//! Checkmate, stalemate and bare-king draw detection.

use crate::game_state::chess_types::*;
use crate::game_state::position::Position;
use crate::move_generation::legal_move_checks::is_check;
use crate::move_generation::legal_move_generator::has_any_legal_move;

#[inline]
pub fn is_checkmate(position: &mut Position, color: Color) -> bool {
    is_check(position, color) && !has_any_legal_move(position, color)
}

#[inline]
pub fn is_stalemate(position: &mut Position, color: Color) -> bool {
    !is_check(position, color) && !has_any_legal_move(position, color)
}

/// Insufficient material, recognised only as a bare king on each side.
pub fn is_draw(position: &Position) -> bool {
    position.piece_count() == 2
        && position
            .pieces()
            .all(|piece| piece.kind == PieceKind::King)
}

···

-- TASK DIRECTIONS --
Given the word "bare", show every line of the records that contains it.

-- REPLY --
//! Checkmate, stalemate and bare-king draw detection.
/// Insufficient material, recognised only as a bare king on each side.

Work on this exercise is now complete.